Your firm’s significant violations include, but are not limited to, the following:

1. Failure to establish and maintain adequate design input procedures, as required by 21 CFR 820.30(c), Design Input.

The QS regulation under 21 CFR 820.30(c) requires the Design Input procedures to include a mechanism for addressing incomplete, ambiguous, or conflicting requirements.

Your firm failed to comply with the requirements of 21 CFR 820.30(c). For example, your design control procedures for the knee endoprosthesis device lack a mechanism for addressing incomplete, ambiguous or conflicting design input requirements. FDA acknowledges receipt of your firm’s March 05, 2004 response to the FDA Form 483 observations. In the response, your firm promised to provide a revised procedure by March 2004. To date, we have not received any correspondence from your firm with the promised correction. Please supply the revised procedure.

2. Failure to adequately maintain device master records, as required by 21 CFR 820.181, Device Master Record (DMR).

The regulation under 21 CFR 820.181 requires that the DMR for each type of device shall include, or refer to the location of, the following information: device specifications, production process specifications, quality assurance procedures and specifications, packaging and labeling specifications and installation, maintenance and serving procedures and methods.

Your firm failed to comply with the requirements of 21 CFR 820.181. For example, the knee endoprosthesis DMR did not contain or reference (1) device drawings, (2) equipment specifications for the Roders machine used to manufacture the device, and (3) packaging and labeling specifications.

FDA acknowledges that these deficiencies were corrected by your firm and verified at the close-out of the inspection by the investigator. You appear to have adequately corrected this quality problem. Please explain how your firm intends to ensure that this kind of quality problem is not repeated.

3. Failure to validate, according to an established protocol, computer software for its intended use, when that software is used as part of the Quality System or part of production as required by 21 CFR 820.70(i), Automated Processes.

The regulation under 21 CFR 820.70(i) requires that when computers or automated data processing systems are used as part of production or the quality system, the manufacturer shall validate computer software for its intended use according to an established protocol. All software changes shall be validated before approval and issuance. These validation activities and results shall be documented.

Your firm failed to comply with the requirements of 21 CFR 820.70(i). For example:

(1) The [redacted] software used in the design and development process is not validated.
(2) The [redacted] program used by the [redacted] machine has not been validated for its intended use.
(3) The [redacted] software used for inventory and process control has not been validated for its intended use.

The March 05, 2004 response indicates that your firm would provide the missing validation information for the [redacted] software programs by July 2004. The response is not adequate. Please provide the software validation protocols for these three software programs and explain how your firm plans to prevent this error from recurring in the future.

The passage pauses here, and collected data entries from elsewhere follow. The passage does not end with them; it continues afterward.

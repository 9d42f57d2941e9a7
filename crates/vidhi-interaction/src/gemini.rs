//! GeminiClient - Direct REST API implementation for Gemini.
//!
//! This client calls the Gemini REST API directly without SDK dependency.
//! Credentials are loaded from secret.json.

use std::time::Duration;

use reqwest::header::HeaderValue;
use reqwest::{Client, StatusCode};
use serde::{Deserialize, Serialize};
use tracing::debug;

use vidhi_core::error::{Result, VidhiError};
use vidhi_core::grounding::{GroundingResult, MapResult, WebResult};
use vidhi_core::secret::SecretService;
use vidhi_core::TurnRole;

use crate::backend::{BackendReply, BackendRequest, GenerativeBackend, RequestPart};

const BASE_URL: &str = "https://generativelanguage.googleapis.com/v1beta/models";

/// Backend implementation that talks to the Gemini HTTP API.
#[derive(Clone)]
pub struct GeminiClient {
    client: Client,
    api_key: String,
}

impl GeminiClient {
    /// Creates a new client with the provided API key.
    pub fn new(api_key: impl Into<String>) -> Self {
        Self {
            client: Client::new(),
            api_key: api_key.into(),
        }
    }

    /// Loads credentials from a [`SecretService`].
    pub async fn try_from_secrets(service: &dyn SecretService) -> Result<Self> {
        let secrets = service.load_secrets().await?;
        let gemini = secrets
            .gemini
            .ok_or_else(|| VidhiError::config("Gemini configuration not found in secret.json"))?;
        Ok(Self::new(gemini.api_key))
    }

    async fn send_request(
        &self,
        model: &str,
        body: &GenerateContentRequest,
    ) -> Result<GenerateContentResponse> {
        let url = format!(
            "{}/{model}:generateContent?key={api_key}",
            BASE_URL,
            model = model,
            api_key = self.api_key
        );

        debug!(model, "sending generateContent request");
        let response = self
            .client
            .post(url)
            .json(body)
            .send()
            .await
            .map_err(|err| {
                VidhiError::backend(
                    format!("Gemini API request failed: {err}"),
                    err.is_connect() || err.is_timeout(),
                )
            })?;

        if !response.status().is_success() {
            let status = response.status();
            let retry_after = parse_retry_after(response.headers().get("retry-after"));
            let body_text = response
                .text()
                .await
                .unwrap_or_else(|_| "Failed to read Gemini error body".to_string());
            return Err(map_http_error(status, body_text, retry_after));
        }

        response.json().await.map_err(|err| {
            VidhiError::internal(format!("Failed to parse Gemini response: {err}"))
        })
    }
}

#[async_trait::async_trait]
impl GenerativeBackend for GeminiClient {
    async fn generate(&self, request: BackendRequest) -> Result<BackendReply> {
        if request.parts.is_empty() {
            return Err(VidhiError::EmptyInput);
        }

        let wire = build_wire_request(&request);
        let response = self.send_request(&request.model, &wire).await?;
        Ok(reply_from_response(response))
    }
}

fn build_wire_request(request: &BackendRequest) -> GenerateContentRequest {
    let mut contents: Vec<Content> = request
        .history
        .iter()
        .map(|turn| Content {
            role: match turn.role {
                TurnRole::User => "user".to_string(),
                TurnRole::Model => "model".to_string(),
            },
            parts: vec![Part::Text {
                text: turn.text.clone(),
            }],
        })
        .collect();

    contents.push(Content {
        role: "user".to_string(),
        parts: request.parts.iter().map(part_to_wire).collect(),
    });

    let system_instruction = request.system_instruction.as_ref().map(|text| Content {
        role: "system".to_string(),
        parts: vec![Part::Text {
            text: text.to_string(),
        }],
    });

    let tools = request.tools.location_search.then(|| {
        vec![Tool {
            google_maps: EmptyObject {},
        }]
    });

    let tool_config = request.tools.spatial_bias.map(|coords| ToolConfig {
        retrieval_config: RetrievalConfig {
            lat_lng: LatLng {
                latitude: coords.latitude,
                longitude: coords.longitude,
            },
        },
    });

    GenerateContentRequest {
        contents,
        system_instruction,
        tools,
        tool_config,
    }
}

fn part_to_wire(part: &RequestPart) -> Part {
    match part {
        RequestPart::Text(text) => Part::Text { text: text.clone() },
        RequestPart::Inline(doc) => Part::InlineData {
            inline_data: InlineDataPayload {
                mime_type: doc.mime_type().to_string(),
                data: doc.data().to_string(),
            },
        },
    }
}

/// Extracts reply text and grounding chunks from the first candidate.
///
/// Absent text is an empty string, never an error; callers substitute
/// their own fallback wording.
fn reply_from_response(response: GenerateContentResponse) -> BackendReply {
    let Some(candidate) = response
        .candidates
        .and_then(|mut candidates| (!candidates.is_empty()).then(|| candidates.remove(0)))
    else {
        return BackendReply::default();
    };

    let text = candidate
        .content
        .map(|content| {
            content
                .parts
                .into_iter()
                .filter_map(|part| part.text)
                .collect::<Vec<_>>()
                .join("")
        })
        .unwrap_or_default();

    let grounding = candidate
        .grounding_metadata
        .and_then(|metadata| metadata.grounding_chunks)
        .unwrap_or_default()
        .into_iter()
        .map(classify_chunk)
        .collect();

    BackendReply { text, grounding }
}

/// Classifies a raw grounding chunk into a tagged result. Chunks lacking
/// a URI are not usable and become `Unknown`.
fn classify_chunk(chunk: GroundingChunkWire) -> GroundingResult {
    if let Some(maps) = chunk.maps {
        if let Some(uri) = maps.uri {
            let review_snippets = maps
                .place_answer_sources
                .and_then(|sources| sources.review_snippets)
                .unwrap_or_default()
                .into_iter()
                .filter_map(|snippet| snippet.content)
                .collect();
            return GroundingResult::Map(MapResult {
                uri,
                title: maps.title.unwrap_or_default(),
                review_snippets,
            });
        }
        return GroundingResult::Unknown;
    }

    if let Some(web) = chunk.web {
        if let Some(uri) = web.uri {
            return GroundingResult::Web(WebResult {
                uri,
                title: web.title.unwrap_or_default(),
            });
        }
    }

    GroundingResult::Unknown
}

fn map_http_error(status: StatusCode, body: String, retry_after: Option<Duration>) -> VidhiError {
    let message = serde_json::from_str::<ErrorWrapper>(&body)
        .map(|wrapper| {
            let status_text = wrapper.error.status.unwrap_or_default();
            let msg = wrapper.error.message.unwrap_or_else(|| body.clone());
            if status_text.is_empty() {
                msg
            } else {
                format!("{status_text}: {msg}")
            }
        })
        .unwrap_or_else(|_| body.clone());

    let is_retryable = matches!(
        status,
        StatusCode::TOO_MANY_REQUESTS
            | StatusCode::INTERNAL_SERVER_ERROR
            | StatusCode::BAD_GATEWAY
            | StatusCode::SERVICE_UNAVAILABLE
            | StatusCode::GATEWAY_TIMEOUT
    );

    let message = format!("HTTP {}: {message}", status.as_u16());
    if let Some(delay) = retry_after {
        VidhiError::backend_with_retry_after(message, is_retryable, delay)
    } else {
        VidhiError::backend(message, is_retryable)
    }
}

fn parse_retry_after(header: Option<&HeaderValue>) -> Option<Duration> {
    let value = header?.to_str().ok()?;
    if let Ok(seconds) = value.parse::<u64>() {
        return Some(Duration::from_secs(seconds));
    }

    // Retry-After HTTP-date parsing is omitted for simplicity
    None
}

#[derive(Serialize)]
struct GenerateContentRequest {
    contents: Vec<Content>,
    #[serde(skip_serializing_if = "Option::is_none")]
    system_instruction: Option<Content>,
    #[serde(skip_serializing_if = "Option::is_none")]
    tools: Option<Vec<Tool>>,
    #[serde(rename = "toolConfig", skip_serializing_if = "Option::is_none")]
    tool_config: Option<ToolConfig>,
}

#[derive(Serialize)]
struct Content {
    role: String,
    parts: Vec<Part>,
}

#[derive(Serialize)]
#[serde(untagged)]
enum Part {
    Text {
        text: String,
    },
    InlineData {
        #[serde(rename = "inlineData")]
        inline_data: InlineDataPayload,
    },
}

#[derive(Serialize)]
#[serde(rename_all = "camelCase")]
struct InlineDataPayload {
    mime_type: String,
    data: String,
}

#[derive(Serialize)]
struct Tool {
    #[serde(rename = "googleMaps")]
    google_maps: EmptyObject,
}

#[derive(Serialize)]
struct EmptyObject {}

#[derive(Serialize)]
#[serde(rename_all = "camelCase")]
struct ToolConfig {
    retrieval_config: RetrievalConfig,
}

#[derive(Serialize)]
#[serde(rename_all = "camelCase")]
struct RetrievalConfig {
    lat_lng: LatLng,
}

#[derive(Serialize)]
struct LatLng {
    latitude: f64,
    longitude: f64,
}

#[derive(Deserialize)]
struct GenerateContentResponse {
    candidates: Option<Vec<Candidate>>,
}

#[derive(Deserialize)]
struct Candidate {
    content: Option<ContentResponse>,
    #[serde(rename = "groundingMetadata")]
    grounding_metadata: Option<GroundingMetadataWire>,
}

#[derive(Deserialize)]
struct ContentResponse {
    parts: Vec<PartResponse>,
}

#[derive(Deserialize)]
struct PartResponse {
    text: Option<String>,
}

#[derive(Deserialize)]
struct GroundingMetadataWire {
    #[serde(rename = "groundingChunks")]
    grounding_chunks: Option<Vec<GroundingChunkWire>>,
}

#[derive(Deserialize)]
struct GroundingChunkWire {
    maps: Option<MapsChunkWire>,
    web: Option<WebChunkWire>,
}

#[derive(Deserialize)]
struct MapsChunkWire {
    uri: Option<String>,
    title: Option<String>,
    #[serde(rename = "placeAnswerSources")]
    place_answer_sources: Option<PlaceAnswerSourcesWire>,
}

#[derive(Deserialize)]
struct PlaceAnswerSourcesWire {
    #[serde(rename = "reviewSnippets")]
    review_snippets: Option<Vec<ReviewSnippetWire>>,
}

#[derive(Deserialize)]
struct ReviewSnippetWire {
    content: Option<String>,
}

#[derive(Deserialize)]
struct WebChunkWire {
    uri: Option<String>,
    title: Option<String>,
}

#[derive(Deserialize)]
struct ErrorWrapper {
    error: ErrorBody,
}

#[derive(Deserialize)]
struct ErrorBody {
    #[allow(dead_code)]
    code: Option<i32>,
    message: Option<String>,
    status: Option<String>,
}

4. Failure to establish and maintain a Design History File for each type of device as required by 21 CFR 820.30(j), Design History File (DHF).

The regulation under 21 CFR 820.30(j) requires that each manufacturer shall establish and maintain a DHF for each type of device.

You failed to comply with the requirements of 21 CFR 820.30(j). For example, there is no DHF for the knee endoprosthesis device. Your firm’s response dated March 05, 2004 promises correction by July 2004 and states your R&D manager has begun to provide the DHF and it should be completed and sent before the promised date. This is not an adequate response. Please provide a copy of the DHF for the knee endoprosthesis device, a copy of the procedure(s) your firm utilizes for assembling the DHF to fulfill the requirements of 820.30(j), and explain how your company plans to ensure this error is not repeated.

FDA also wishes to address a potential design verification violation. Although FDA acknowledges that your firm’s knee endoprosthesis has not yet been marketed in the USA and that all design control activities related to this device may not have been completed, at the time of the inspection your firm lacked documentation establishing that [redacted] sterilization of the [redacted] packaging did not impact on the performance of the [redacted] packaging. This observation was noted on the List of Inspectional Observations (Form FDA 483) issued at the closeout of the inspection.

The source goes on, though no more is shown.